§ **WHAT YOU ARE ASKED TO DO**
Quote the entries below from the line with "assert_eq!(opt.list.order_key, HostOrderKey::Id);" through the line with "pub mod seen_flush;", both ends included, and only those lines.

※

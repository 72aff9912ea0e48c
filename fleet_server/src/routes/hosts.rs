use std::sync::Arc;

use rocket::http::Status;
use rocket::serde::json::{Json, Value, json};
use rocket::serde::Deserialize;
use rocket::{delete, get, post, FromForm, State};

use crate::error::FleetError;
use crate::models::{
    HostListOptions, HostOrderKey, HostSummary, ListOptions, OrderDirection, TeamFilter,
};
use crate::service::HostDetail;
use crate::state::AppState;
use crate::status::HostStatus;

/// Query string accepted by `GET /api/hosts`.
#[derive(FromForm, Debug, Default)]
pub struct HostListQuery {
    pub page: Option<u32>,
    pub per_page: Option<u32>,
    pub order_key: Option<HostOrderKey>,
    pub order_direction: Option<OrderDirection>,
    pub query: Option<String>,
    pub status: Option<HostStatus>,
    /// Comma separated keys of the additional blob to include.
    pub additional_info_filters: Option<String>,
    pub team_id: Option<i32>,
}

impl HostListQuery {
    fn options(&self) -> HostListOptions {
        HostListOptions {
            list: ListOptions {
                page: self.page.unwrap_or(0),
                per_page: self.per_page.unwrap_or(0),
                order_key: self.order_key.unwrap_or_default(),
                order_direction: self.order_direction.unwrap_or_default(),
                match_query: self.query.clone().unwrap_or_default(),
            },
            status_filter: self.status,
            additional_filters: self
                .additional_info_filters
                .as_deref()
                .map(|raw| {
                    raw.split(',')
                        .map(str::trim)
                        .filter(|k| !k.is_empty())
                        .map(String::from)
                        .collect()
                })
                .unwrap_or_default(),
        }
    }
}

fn team_filter(team_id: Option<i32>) -> TeamFilter {
    match team_id {
        Some(team) => TeamFilter::teams(vec![team]),
        None => TeamFilter::all(),
    }
}

#[derive(Deserialize)]
#[serde(crate = "rocket::serde")]
pub struct TransferRequest {
    pub team_id: Option<i32>,
    #[serde(default)]
    pub hosts: Vec<i32>,
}

#[derive(Deserialize, Default)]
#[serde(crate = "rocket::serde")]
pub struct TransferFilters {
    #[serde(default)]
    pub query: String,
    pub status: Option<HostStatus>,
    pub label_id: Option<i32>,
}

#[derive(Deserialize)]
#[serde(crate = "rocket::serde")]
pub struct TransferByFilterRequest {
    pub team_id: Option<i32>,
    #[serde(default)]
    pub filters: TransferFilters,
}

#[get("/api/hosts?<q..>")]
pub async fn list_hosts(state: &State<Arc<AppState>>, q: HostListQuery) -> Result<Json<Vec<HostDetail>>, FleetError> {
    let opt = q.options();
    let filter = team_filter(q.team_id);
    let hosts = state.run(move |svc| svc.list_hosts(&filter, &opt)).await?;
    Ok(Json(hosts))
}

/// Free-text search; `omit` may be repeated
#[get("/api/hosts/search?<query>&<omit>&<team_id>")]
pub async fn search_hosts(
    state: &State<Arc<AppState>>,
    query: Option<String>,
    omit: Option<Vec<i32>>,
    team_id: Option<i32>,
) -> Result<Json<Vec<HostDetail>>, FleetError> {
    let query = query.unwrap_or_default();
    let omit = omit.unwrap_or_default();
    let filter = team_filter(team_id);
    let hosts = state
        .run(move |svc| svc.search_hosts(&filter, &query, &omit))
        .await?;
    Ok(Json(hosts))
}

#[get("/api/hosts/summary?<team_id>")]
pub async fn host_summary(state: &State<Arc<AppState>>, team_id: Option<i32>) -> Result<Json<HostSummary>, FleetError> {
    let filter = team_filter(team_id);
    let summary = state.run(move |svc| svc.get_host_summary(&filter)).await?;
    Ok(Json(summary))
}

/// Look a host up by osquery id, node key, uuid or hostname
#[get("/api/hosts/identifier/<identifier>")]
pub async fn host_by_identifier(state: &State<Arc<AppState>>, identifier: String) -> Result<Json<HostDetail>, FleetError> {
    let host = state.run(move |svc| svc.host_by_identifier(&identifier)).await?;
    Ok(Json(host))
}

#[get("/api/hosts/<id>")]
pub async fn get_host(state: &State<Arc<AppState>>, id: i32) -> Result<Json<HostDetail>, FleetError> {
    let host = state.run(move |svc| svc.get_host(id)).await?;
    Ok(Json(host))
}

#[delete("/api/hosts/<id>")]
pub async fn delete_host(state: &State<Arc<AppState>>, id: i32) -> Result<Status, FleetError> {
    state.run(move |svc| svc.delete_host(id)).await?;
    Ok(Status::NoContent)
}

#[post("/api/hosts/<id>/refetch")]
pub async fn refetch_host(state: &State<Arc<AppState>>, id: i32) -> Result<Status, FleetError> {
    state.run(move |svc| svc.refetch_host(id)).await?;
    Ok(Status::Ok)
}

/// Move the listed hosts to a team; a null team clears membership
#[post("/api/hosts/transfer", format = "json", data = "<req>")]
pub async fn transfer_hosts(state: &State<Arc<AppState>>, req: Json<TransferRequest>) -> Result<Json<Value>, FleetError> {
    let req = req.into_inner();
    let updated = state
        .run(move |svc| svc.add_hosts_to_team(req.team_id, &req.hosts))
        .await?;
    Ok(Json(json!({ "updated": updated })))
}

#[post("/api/hosts/transfer/filter", format = "json", data = "<req>")]
pub async fn transfer_hosts_by_filter(
    state: &State<Arc<AppState>>,
    req: Json<TransferByFilterRequest>,
) -> Result<Json<Value>, FleetError> {
    let req = req.into_inner();
    let opt = HostListOptions {
        list: ListOptions {
            match_query: req.filters.query,
            ..ListOptions::default()
        },
        status_filter: req.filters.status,
        additional_filters: Vec::new(),
    };
    let label_id = req.filters.label_id;
    let updated = state
        .run(move |svc| {
            svc.add_hosts_to_team_by_filter(req.team_id, &TeamFilter::all(), &opt, label_id)
        })
        .await?;
    Ok(Json(json!({ "updated": updated })))
}

#[cfg(test)]
mod tests {
    use super::*;

    #[test]
    fn additional_filter_keys_are_split_and_trimmed() {
        let q = HostListQuery {
            additional_info_filters: Some(" owner, ,disk ".into()),
            per_page: Some(25),
            ..HostListQuery::default()
        };
        let opt = q.options();
        assert_eq!(opt.additional_filters, vec!["owner", "disk"]);
        assert_eq!(opt.list.per_page, 25);
        assert_eq!(opt.list.order_key, HostOrderKey::Id);
    }
}
use std::sync::Arc;

use chrono::Utc;
use rocket::fairing::{Fairing, Info, Kind};
use rocket::{Build, Orbit, Rocket};

use crate::state::AppState;

pub mod carve_cleanup;
pub mod incoming_cleanup;
pub mod seen_flush;

/// Starts the sweepers on ignite and flushes pending check-ins on shutdown.
pub struct BackgroundTasks;

#[rocket::async_trait]
impl Fairing for BackgroundTasks {
    fn info(&self) -> Info {
        Info {
            name: "Fleet Background Tasks",
            kind: Kind::Ignite | Kind::Shutdown,
        }
    }

    async fn on_ignite(&self, rocket: Rocket<Build>) -> rocket::fairing::Result {
        let Some(state) = rocket.state::<Arc<AppState>>().cloned() else {
            log::error!("AppState not managed, background tasks not started");
            return Err(rocket);
        };

        if !state.settings().background_tasks {
            log::info!("background tasks disabled");
            return Ok(rocket);
        }

        seen_flush::spawn_seen_flush(state.clone());
        carve_cleanup::spawn_carve_cleanup(state.clone());
        incoming_cleanup::spawn_incoming_cleanup(state);
        log::info!("background tasks started");

        Ok(rocket)
    }

    async fn on_shutdown(&self, rocket: &Rocket<Orbit>) {
        let Some(state) = rocket.state::<Arc<AppState>>() else {
            return;
        };
        let now = Utc::now().naive_utc();
        match state.run(move |svc| svc.flush_seen_hosts(now)).await {
            Ok(n) => log::info!("flushed {} pending check-ins on shutdown", n),
            Err(e) => log::error!("final seen flush failed: {}", e),
        }
    }
}
//! Host liveness.
//!
//! Status is derived, never stored: it is a pure function of the host's
//! `seen_time`, its two refresh intervals and the reference time. Keep
//! [`status`] and [`summarize`] on the same code path so per-host status and
//! the dashboard counts can never disagree.

use chrono::{Duration, NaiveDateTime};
use rocket::FromFormField;
use serde::{Deserialize, Serialize};

use crate::models::{Host, HostSummary};

/// A host created within this window is "new".
pub const NEW_DURATION_SECS: i64 = 24 * 60 * 60;

/// A host silent for this long is missing in action.
pub const MIA_DURATION_SECS: i64 = 30 * 24 * 60 * 60;

/// Slack added to the expected check-in interval so a host that checks in a
/// little late does not flap to offline.
pub const ONLINE_INTERVAL_BUFFER_SECS: i64 = 30;

#[derive(Debug, Clone, Copy, PartialEq, Eq, Hash, Serialize, Deserialize, FromFormField)]
#[serde(rename_all = "lowercase")]
pub enum HostStatus {
    #[field(value = "new")]
    New,
    #[field(value = "online")]
    Online,
    #[field(value = "offline")]
    Offline,
    #[field(value = "mia")]
    Mia,
}

/// Interval inputs the liveness rules read from a host.
#[derive(Debug, Clone, Copy)]
pub struct Liveness {
    pub seen_time: NaiveDateTime,
    pub created_at: NaiveDateTime,
    pub distributed_interval: i32,
    pub config_tls_refresh: i32,
}

impl From<&Host> for Liveness {
    fn from(host: &Host) -> Self {
        Liveness {
            seen_time: host.seen_time,
            created_at: host.created_at,
            distributed_interval: host.distributed_interval,
            config_tls_refresh: host.config_tls_refresh,
        }
    }
}

impl Liveness {
    /// The host's real check-in cadence is the shorter of its two refresh
    /// periods; add the buffer on top.
    pub fn online_interval(&self) -> Duration {
        let cadence = self.distributed_interval.min(self.config_tls_refresh).max(0);
        Duration::seconds(i64::from(cadence) + ONLINE_INTERVAL_BUFFER_SECS)
    }

    /// Never `New`: newness is orthogonal, see [`Liveness::is_new`].
    pub fn status(&self, now: NaiveDateTime) -> HostStatus {
        let silence = now - self.seen_time;
        if silence >= Duration::seconds(MIA_DURATION_SECS) {
            HostStatus::Mia
        } else if silence >= self.online_interval() {
            HostStatus::Offline
        } else {
            HostStatus::Online
        }
    }

    pub fn is_new(&self, now: NaiveDateTime) -> bool {
        self.created_at + Duration::seconds(NEW_DURATION_SECS) >= now
    }
}

pub fn status(host: &Host, now: NaiveDateTime) -> HostStatus {
    Liveness::from(host).status(now)
}

pub fn is_new(host: &Host, now: NaiveDateTime) -> bool {
    Liveness::from(host).is_new(now)
}

/// True if the host belongs in the bucket a list status filter asks for.
pub fn matches_filter(live: &Liveness, filter: HostStatus, now: NaiveDateTime) -> bool {
    match filter {
        HostStatus::New => live.is_new(now),
        other => live.status(now) == other,
    }
}

/// Count a population. Each host lands in exactly one of online, offline or
/// mia; `new` is counted independently on top.
pub fn summarize<I>(hosts: I, now: NaiveDateTime) -> HostSummary
where
    I: IntoIterator<Item = Liveness>,
{
    let mut summary = HostSummary::default();
    for live in hosts {
        summary.total_count += 1;
        match live.status(now) {
            HostStatus::Online => summary.online_count += 1,
            HostStatus::Offline => summary.offline_count += 1,
            HostStatus::Mia => summary.mia_count += 1,
            // counted through is_new below
            HostStatus::New => {}
        }
        if live.is_new(now) {
            summary.new_count += 1;
        }
    }
    summary
}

※

§ **SOLUTION FOR THIS PROBLEM**
        assert_eq!(opt.list.order_key, HostOrderKey::Id);
    }
}
use std::sync::Arc;

use chrono::Utc;
use rocket::fairing::{Fairing, Info, Kind};
use rocket::{Build, Orbit, Rocket};

use crate::state::AppState;

pub mod carve_cleanup;
pub mod incoming_cleanup;
pub mod seen_flush;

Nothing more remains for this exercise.